Look through the data below and extract, unchanged, the lines from the one that contains "pub fn render(session: &PlaySession)" to the one that contains "1, choice.option.text, marker);", both included.

★ ★ ★ ★ ★ ★ ★

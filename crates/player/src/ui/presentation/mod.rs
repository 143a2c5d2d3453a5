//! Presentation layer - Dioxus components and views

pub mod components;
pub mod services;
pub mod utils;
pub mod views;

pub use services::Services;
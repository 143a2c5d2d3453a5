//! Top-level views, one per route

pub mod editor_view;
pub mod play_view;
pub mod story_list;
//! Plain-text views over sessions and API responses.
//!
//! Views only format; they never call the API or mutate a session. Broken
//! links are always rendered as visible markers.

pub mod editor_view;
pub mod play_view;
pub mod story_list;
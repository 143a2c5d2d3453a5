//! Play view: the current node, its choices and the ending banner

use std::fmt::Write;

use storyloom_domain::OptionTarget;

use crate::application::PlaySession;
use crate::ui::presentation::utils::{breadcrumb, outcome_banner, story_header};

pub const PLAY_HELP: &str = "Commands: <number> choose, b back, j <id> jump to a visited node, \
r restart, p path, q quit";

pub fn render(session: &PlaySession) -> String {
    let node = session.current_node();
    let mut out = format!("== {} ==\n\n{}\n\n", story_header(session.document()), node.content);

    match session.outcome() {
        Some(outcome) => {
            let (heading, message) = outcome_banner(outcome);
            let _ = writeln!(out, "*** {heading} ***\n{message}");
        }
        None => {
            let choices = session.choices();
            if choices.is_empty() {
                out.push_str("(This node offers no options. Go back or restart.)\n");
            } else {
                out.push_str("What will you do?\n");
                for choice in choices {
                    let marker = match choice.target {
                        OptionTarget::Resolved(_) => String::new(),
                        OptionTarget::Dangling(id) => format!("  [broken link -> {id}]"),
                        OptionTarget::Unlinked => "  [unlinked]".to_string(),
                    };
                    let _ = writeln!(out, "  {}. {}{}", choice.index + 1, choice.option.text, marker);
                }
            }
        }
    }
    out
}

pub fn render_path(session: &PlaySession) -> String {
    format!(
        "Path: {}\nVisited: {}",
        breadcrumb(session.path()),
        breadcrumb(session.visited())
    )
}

★ ★ ★ ★ ★ ★ ★

# Finished exercise
pub fn render(session: &PlaySession) -> String {
    let node = session.current_node();
    let mut out = format!("== {} ==\n\n{}\n\n", story_header(session.document()), node.content);

    match session.outcome() {
        Some(outcome) => {
            let (heading, message) = outcome_banner(outcome);
            let _ = writeln!(out, "*** {heading} ***\n{message}");
        }
        None => {
            let choices = session.choices();
            if choices.is_empty() {
                out.push_str("(This node offers no options. Go back or restart.)\n");
            } else {
                out.push_str("What will you do?\n");
                for choice in choices {
                    let marker = match choice.target {
                        OptionTarget::Resolved(_) => String::new(),
                        OptionTarget::Dangling(id) => format!("  [broken link -> {id}]"),
                        OptionTarget::Unlinked => "  [unlinked]".to_string(),
                    };
                    let _ = writeln!(out, "  {}. {}{}", choice.index + 1, choice.option.text, marker);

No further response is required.